Summary
Comcast Corporation's 2002 Form 10-K reflects a transformative year, dominated by the significant acquisition of AT&T Corp.'s broadband business, consummated on November 18, 2002. This transaction dramatically expanded the company's scale, making it the largest cable operator in the United States. The report details the integration challenges and strategic objectives associated with this massive undertaking, including substantial capital expenditures planned for system upgrades. Beyond the core cable operations, Comcast maintained its presence in commerce through QVC and its content division, which includes investments in various television networks. The company also highlighted key developments such as the proposed restructuring of Time Warner Entertainment Company L.P. (TWE) and a pending divestiture of certain acquired cable systems. The filing underscores the company's efforts to manage its significantly increased debt load and complex capital structure following the AT&T broadband acquisition.
Key Highlights
- 1Comcast completed the acquisition of AT&T Corp.'s broadband business on November 18, 2002, becoming the largest cable operator in the US.
- 2The company served 21.3 million cable subscribers, passed 39.1 million homes, and offered digital cable to 6.6 million, high-speed Internet to 3.6 million, and phone service to 1.4 million subscribers as of December 31, 2002.

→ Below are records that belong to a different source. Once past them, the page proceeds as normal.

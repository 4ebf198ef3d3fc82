use chrono::{DateTime, TimeDelta, Utc};
use serde::{Deserialize, Serialize};

pub type SessionId = String;

#[derive(Clone, Copy, Debug, Serialize, Deserialize, PartialEq, Eq)]
#[serde(rename_all = "snake_case")]
pub enum SessionState {
    Active,
    Expired,
    Refreshing,
}

impl SessionState {
    pub fn as_str(&self) -> &'static str {
        match self {
            SessionState::Active => "active",
            SessionState::Expired => "expired",
            SessionState::Refreshing => "refreshing",
        }
    }
}

/// Live handle to an interaction session. Handles are opaque to the engine;
/// only the provider that issued one knows how to use it.
#[derive(Clone, Debug, Serialize, Deserialize, PartialEq, Eq)]
pub struct SessionHandle {
    pub id: SessionId,
    pub established_at: DateTime<Utc>,
}

impl SessionHandle {
    pub fn new(id: impl Into<String>) -> Self {
        Self {
            id: id.into(),
            established_at: Utc::now(),
        }
    }

    /// Wall-clock time since the session was established.
    pub fn age(&self) -> TimeDelta {
        Utc::now() - self.established_at
    }
}

/// What a provider observed while opening an address and invoking its trigger.
#[derive(Clone, Copy, Debug, PartialEq, Eq)]
pub struct TriggerReport {
    pub triggered: bool,
    pub session_alive: bool,
}

impl TriggerReport {
    pub fn triggered() -> Self {
        Self {
            triggered: true,
            session_alive: true,
        }
    }

    pub fn not_found() -> Self {
        Self {
            triggered: false,
            session_alive: true,
        }
    }

    pub fn session_lost() -> Self {
        Self {
            triggered: false,
            session_alive: false,
        }
    }
}

#[derive(thiserror::Error, Debug, Clone, PartialEq, Eq)]
pub enum ProviderError {
    #[error("no trigger element found: {0}")]
    NoTriggerFound(String),
    #[error("session is no longer usable: {0}")]
    SessionDead(String),
    #[error("failed to establish session: {0}")]
    Establish(String),
    #[error("provider unavailable: {0}")]
    Unavailable(String),
    #[error("io error: {0}")]
    Io(String),
}

impl ProviderError {
    /// True when the error means the session handle itself must be replaced.
    pub fn is_session_dead(&self) -> bool {
        matches!(self, ProviderError::SessionDead(_))
    }
}

/// Capability interface for the component that drives pages on the engine's
/// behalf. Exactly one session is held at a time; calls are strictly sequential.
pub trait InteractionProvider {
    fn id(&self) -> &'static str;

    /// Establish a fresh session.
    fn establish(&mut self) -> Result<SessionHandle, ProviderError>;

    /// Liveness probe; `false` means the handle must not be used again.
    fn probe(&mut self, handle: &SessionHandle) -> bool;

    /// Open `address` and invoke its retrieval trigger. May start a write in
    /// the download directory as a side effect.
    fn open_and_trigger(
        &mut self,
        handle: &SessionHandle,
        address: &str,
    ) -> Result<TriggerReport, ProviderError>;

    fn dispose(&mut self, handle: SessionHandle) -> Result<(), ProviderError>;
}

pub type BoxedProvider = Box<dyn InteractionProvider>;

impl<P: InteractionProvider + ?Sized> InteractionProvider for Box<P> {
    fn id(&self) -> &'static str {
        (**self).id()
    }

    fn establish(&mut self) -> Result<SessionHandle, ProviderError> {
        (**self).establish()
    }

    fn probe(&mut self, handle: &SessionHandle) -> bool {
        (**self).probe(handle)
    }

    fn open_and_trigger(
        &mut self,
        handle: &SessionHandle,
        address: &str,
    ) -> Result<TriggerReport, ProviderError> {
        (**self).open_and_trigger(handle, address)
    }

    fn dispose(&mut self, handle: SessionHandle) -> Result<(), ProviderError> {
        (**self).dispose(handle)
    }
}

#[cfg(test)]
mod tests {
    use super::*;

    #[test]
    fn session_state_labels_match_snake_case() {
        assert_eq!(SessionState::Active.as_str(), "active");
        assert_eq!(SessionState::Expired.as_str(), "expired");
        assert_eq!(SessionState::Refreshing.as_str(), "refreshing");
    }

    #[test]
    fn handle_age_counts_from_establishment() {
        let mut handle = SessionHandle::new("s1");
        assert!(handle.age() >= TimeDelta::zero());
        handle.established_at -= TimeDelta::seconds(90);
        assert!(handle.age().num_seconds() >= 90);
    }

    #[test]
    fn session_state_serializes_as_slug() {
        let value = serde_json::to_value(SessionState::Expired).expect("serialize state");
        assert_eq!(value, serde_json::json!("expired"));
        let parsed: SessionState =
            serde_json::from_value(serde_json::json!("refreshing")).expect("parse state");
        assert_eq!(parsed, SessionState::Refreshing);
    }

    #[test]
    fn trigger_report_constructors() {
        assert!(TriggerReport::triggered().triggered);
        assert!(TriggerReport::not_found().session_alive);
        assert!(!TriggerReport::session_lost().session_alive);
    }

    #[test]
    fn only_session_dead_requests_replacement() {
        assert!(ProviderError::SessionDead("invalid session id".into()).is_session_dead());
        assert!(!ProviderError::NoTriggerFound("button".into()).is_session_dead());
        assert!(!ProviderError::Establish("driver".into()).is_session_dead());
    }
}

- 3The acquisition significantly increased Comcast's debt levels, with long-term debt rising to $27.96 billion from $11.74 billion at the end of 2001.
- 4Comcast is undertaking significant capital expenditures, with approximately $4.2 billion planned for 2003, primarily for upgrading cable systems.
- 5The company is pursuing a restructuring of its investment in Time Warner Entertainment Company L.P. (TWE), which is expected to result in cash and AOL Time Warner stock.
- 6A pending agreement to sell certain acquired cable systems serving approximately 317,000 subscribers to Bresnan Broadband Holdings, LLC was announced in February 2003.